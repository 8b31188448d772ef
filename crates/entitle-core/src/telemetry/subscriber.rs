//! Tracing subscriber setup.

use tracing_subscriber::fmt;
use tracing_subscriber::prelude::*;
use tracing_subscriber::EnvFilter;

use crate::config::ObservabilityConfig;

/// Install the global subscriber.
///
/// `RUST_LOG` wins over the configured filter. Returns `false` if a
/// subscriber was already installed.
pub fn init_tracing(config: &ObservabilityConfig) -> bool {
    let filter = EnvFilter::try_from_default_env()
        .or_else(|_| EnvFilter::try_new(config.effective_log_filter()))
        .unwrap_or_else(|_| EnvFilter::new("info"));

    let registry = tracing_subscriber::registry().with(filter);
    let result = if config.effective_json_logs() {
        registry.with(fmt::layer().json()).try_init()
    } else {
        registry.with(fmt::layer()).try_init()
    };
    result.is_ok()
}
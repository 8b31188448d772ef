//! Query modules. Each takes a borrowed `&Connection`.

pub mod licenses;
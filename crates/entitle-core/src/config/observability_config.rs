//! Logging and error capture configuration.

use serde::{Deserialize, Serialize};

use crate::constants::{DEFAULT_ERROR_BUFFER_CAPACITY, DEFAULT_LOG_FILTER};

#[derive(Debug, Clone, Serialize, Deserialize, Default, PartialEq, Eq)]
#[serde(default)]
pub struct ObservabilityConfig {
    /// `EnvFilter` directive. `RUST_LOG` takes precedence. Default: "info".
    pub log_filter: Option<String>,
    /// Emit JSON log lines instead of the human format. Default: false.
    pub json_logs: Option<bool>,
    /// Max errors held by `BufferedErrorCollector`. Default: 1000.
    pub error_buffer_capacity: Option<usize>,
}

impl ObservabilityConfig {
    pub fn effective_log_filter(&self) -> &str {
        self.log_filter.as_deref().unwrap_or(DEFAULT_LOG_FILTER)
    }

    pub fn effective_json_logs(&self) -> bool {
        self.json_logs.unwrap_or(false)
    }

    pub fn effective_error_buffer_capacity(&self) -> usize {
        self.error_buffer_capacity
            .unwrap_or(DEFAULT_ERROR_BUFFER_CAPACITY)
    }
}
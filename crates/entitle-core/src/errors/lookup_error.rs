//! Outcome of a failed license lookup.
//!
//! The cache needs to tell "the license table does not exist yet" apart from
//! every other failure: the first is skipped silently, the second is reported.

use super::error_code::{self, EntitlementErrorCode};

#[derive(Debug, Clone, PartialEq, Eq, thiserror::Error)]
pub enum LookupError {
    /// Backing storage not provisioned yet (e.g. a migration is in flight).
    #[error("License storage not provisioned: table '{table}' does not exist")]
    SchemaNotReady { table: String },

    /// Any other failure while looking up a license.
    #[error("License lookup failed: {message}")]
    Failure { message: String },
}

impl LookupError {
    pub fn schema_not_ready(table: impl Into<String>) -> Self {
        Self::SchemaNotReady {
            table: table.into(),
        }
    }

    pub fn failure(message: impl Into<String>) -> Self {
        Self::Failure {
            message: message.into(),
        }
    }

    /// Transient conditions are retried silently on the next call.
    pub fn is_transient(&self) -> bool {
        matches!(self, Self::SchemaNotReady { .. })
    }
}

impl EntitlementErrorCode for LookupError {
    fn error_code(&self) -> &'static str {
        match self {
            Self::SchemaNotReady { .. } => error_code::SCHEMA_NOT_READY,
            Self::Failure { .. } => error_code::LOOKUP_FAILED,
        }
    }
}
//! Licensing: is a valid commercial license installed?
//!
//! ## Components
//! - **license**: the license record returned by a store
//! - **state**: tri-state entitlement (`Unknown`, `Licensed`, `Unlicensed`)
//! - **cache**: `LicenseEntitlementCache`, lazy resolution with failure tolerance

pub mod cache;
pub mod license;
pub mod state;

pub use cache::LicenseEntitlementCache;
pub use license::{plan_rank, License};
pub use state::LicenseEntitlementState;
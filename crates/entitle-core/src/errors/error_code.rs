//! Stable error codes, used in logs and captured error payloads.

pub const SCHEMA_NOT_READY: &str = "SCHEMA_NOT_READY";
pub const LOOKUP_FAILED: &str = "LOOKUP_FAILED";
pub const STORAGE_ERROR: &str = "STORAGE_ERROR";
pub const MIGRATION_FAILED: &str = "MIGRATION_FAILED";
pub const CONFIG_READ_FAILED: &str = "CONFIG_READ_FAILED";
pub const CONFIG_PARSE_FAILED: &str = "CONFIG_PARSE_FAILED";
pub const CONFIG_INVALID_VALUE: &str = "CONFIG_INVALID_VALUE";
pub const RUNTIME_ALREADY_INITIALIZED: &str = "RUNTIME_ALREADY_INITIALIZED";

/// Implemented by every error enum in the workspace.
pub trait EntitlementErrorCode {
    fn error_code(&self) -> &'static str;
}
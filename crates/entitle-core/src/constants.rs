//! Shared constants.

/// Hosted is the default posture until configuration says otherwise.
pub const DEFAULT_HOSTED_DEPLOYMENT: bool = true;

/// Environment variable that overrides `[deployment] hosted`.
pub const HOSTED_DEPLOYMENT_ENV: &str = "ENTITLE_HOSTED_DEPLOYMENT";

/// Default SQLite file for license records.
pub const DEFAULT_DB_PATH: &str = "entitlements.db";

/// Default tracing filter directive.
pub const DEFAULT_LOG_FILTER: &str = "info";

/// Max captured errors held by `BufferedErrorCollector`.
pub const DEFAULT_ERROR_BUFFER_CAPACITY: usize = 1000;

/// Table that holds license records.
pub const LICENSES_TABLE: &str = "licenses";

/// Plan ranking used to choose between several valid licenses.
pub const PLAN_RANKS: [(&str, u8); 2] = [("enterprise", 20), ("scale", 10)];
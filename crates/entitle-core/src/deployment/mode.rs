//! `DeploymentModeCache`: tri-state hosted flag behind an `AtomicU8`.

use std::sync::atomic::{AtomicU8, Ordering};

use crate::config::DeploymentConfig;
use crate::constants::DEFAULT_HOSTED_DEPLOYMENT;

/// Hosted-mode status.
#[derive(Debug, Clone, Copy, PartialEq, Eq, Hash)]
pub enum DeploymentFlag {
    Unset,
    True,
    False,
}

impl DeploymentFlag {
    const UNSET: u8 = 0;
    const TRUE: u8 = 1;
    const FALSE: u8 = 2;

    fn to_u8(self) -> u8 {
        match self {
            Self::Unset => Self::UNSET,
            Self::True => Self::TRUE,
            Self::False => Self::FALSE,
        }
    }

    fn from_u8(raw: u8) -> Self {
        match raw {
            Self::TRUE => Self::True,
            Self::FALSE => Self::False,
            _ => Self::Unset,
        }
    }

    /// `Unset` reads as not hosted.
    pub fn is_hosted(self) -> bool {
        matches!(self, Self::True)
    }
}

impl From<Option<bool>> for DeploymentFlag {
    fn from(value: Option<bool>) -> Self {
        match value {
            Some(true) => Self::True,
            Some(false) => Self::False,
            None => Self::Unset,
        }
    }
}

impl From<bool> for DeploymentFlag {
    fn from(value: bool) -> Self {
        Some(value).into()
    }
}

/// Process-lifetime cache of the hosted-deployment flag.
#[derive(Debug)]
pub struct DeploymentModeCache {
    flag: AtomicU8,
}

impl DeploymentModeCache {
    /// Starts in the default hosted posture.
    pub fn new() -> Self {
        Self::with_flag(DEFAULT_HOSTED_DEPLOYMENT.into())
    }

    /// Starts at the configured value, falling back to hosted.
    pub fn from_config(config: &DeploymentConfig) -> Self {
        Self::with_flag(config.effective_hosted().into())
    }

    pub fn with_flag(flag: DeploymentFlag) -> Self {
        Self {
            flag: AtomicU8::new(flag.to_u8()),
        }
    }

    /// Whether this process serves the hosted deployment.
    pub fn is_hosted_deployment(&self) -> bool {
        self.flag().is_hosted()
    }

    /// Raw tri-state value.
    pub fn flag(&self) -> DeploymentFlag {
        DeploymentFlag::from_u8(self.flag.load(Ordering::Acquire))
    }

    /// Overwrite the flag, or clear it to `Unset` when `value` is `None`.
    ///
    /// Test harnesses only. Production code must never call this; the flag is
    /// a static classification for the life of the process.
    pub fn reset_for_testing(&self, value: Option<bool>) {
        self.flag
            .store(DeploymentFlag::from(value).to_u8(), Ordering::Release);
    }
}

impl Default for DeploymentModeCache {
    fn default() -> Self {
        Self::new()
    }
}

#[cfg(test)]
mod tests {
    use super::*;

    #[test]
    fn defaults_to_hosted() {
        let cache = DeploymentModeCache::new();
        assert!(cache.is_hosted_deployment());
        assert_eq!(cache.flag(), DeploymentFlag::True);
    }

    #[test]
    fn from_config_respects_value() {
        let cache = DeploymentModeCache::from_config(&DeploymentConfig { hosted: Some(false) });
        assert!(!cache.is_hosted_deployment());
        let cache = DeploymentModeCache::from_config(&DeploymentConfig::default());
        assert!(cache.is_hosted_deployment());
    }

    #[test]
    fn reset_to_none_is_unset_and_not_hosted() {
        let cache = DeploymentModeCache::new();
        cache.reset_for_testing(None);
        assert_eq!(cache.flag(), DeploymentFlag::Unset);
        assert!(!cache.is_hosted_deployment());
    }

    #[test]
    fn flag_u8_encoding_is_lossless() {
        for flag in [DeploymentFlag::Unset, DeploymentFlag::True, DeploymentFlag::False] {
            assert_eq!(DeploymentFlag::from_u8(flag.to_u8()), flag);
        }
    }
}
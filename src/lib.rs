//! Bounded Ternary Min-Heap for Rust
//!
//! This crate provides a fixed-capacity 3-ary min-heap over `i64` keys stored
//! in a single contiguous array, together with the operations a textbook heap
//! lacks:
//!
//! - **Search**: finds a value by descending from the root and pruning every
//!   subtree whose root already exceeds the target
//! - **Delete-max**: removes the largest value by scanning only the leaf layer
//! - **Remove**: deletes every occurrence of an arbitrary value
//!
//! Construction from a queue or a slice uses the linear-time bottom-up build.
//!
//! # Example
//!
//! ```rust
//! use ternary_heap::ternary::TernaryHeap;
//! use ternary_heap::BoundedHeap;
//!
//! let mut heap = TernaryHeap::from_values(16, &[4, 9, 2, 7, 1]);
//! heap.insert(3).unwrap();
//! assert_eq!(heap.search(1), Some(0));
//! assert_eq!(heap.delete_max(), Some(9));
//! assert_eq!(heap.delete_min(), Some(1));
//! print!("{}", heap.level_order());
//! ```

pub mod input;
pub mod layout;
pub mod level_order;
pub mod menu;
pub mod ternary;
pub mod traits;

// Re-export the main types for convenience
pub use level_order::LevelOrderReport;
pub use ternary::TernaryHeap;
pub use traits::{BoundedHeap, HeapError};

■ ■ ■

EXERCISE INSTRUCTIONS =>
Precisely the lines between those holding "pub const PLAN_RANKS: [(&str, u8);" and "fn from(value: bool)", inclusive, are to be reproduced from the listing above, with nothing added.

ANSWER TO THE PROBLEM =>
pub const PLAN_RANKS: [(&str, u8); 2] = [("enterprise", 20), ("scale", 10)];
filename crates/entitle-core/src/deployment/mode.rs
//! `DeploymentModeCache`: tri-state hosted flag behind an `AtomicU8`.

use std::sync::atomic::{AtomicU8, Ordering};

use crate::config::DeploymentConfig;
use crate::constants::DEFAULT_HOSTED_DEPLOYMENT;

/// Hosted-mode status.
#[derive(Debug, Clone, Copy, PartialEq, Eq, Hash)]
pub enum DeploymentFlag {
    Unset,
    True,
    False,
}

impl DeploymentFlag {
    const UNSET: u8 = 0;
    const TRUE: u8 = 1;
    const FALSE: u8 = 2;

    fn to_u8(self) -> u8 {
        match self {
            Self::Unset => Self::UNSET,
            Self::True => Self::TRUE,
            Self::False => Self::FALSE,
        }
    }

    fn from_u8(raw: u8) -> Self {
        match raw {
            Self::TRUE => Self::True,
            Self::FALSE => Self::False,
            _ => Self::Unset,
        }
    }

    /// `Unset` reads as not hosted.
    pub fn is_hosted(self) -> bool {
        matches!(self, Self::True)
    }
}

impl From<Option<bool>> for DeploymentFlag {
    fn from(value: Option<bool>) -> Self {
        match value {
            Some(true) => Self::True,
            Some(false) => Self::False,
            None => Self::Unset,
        }
    }
}

impl From<bool> for DeploymentFlag {
    fn from(value: bool) -> Self {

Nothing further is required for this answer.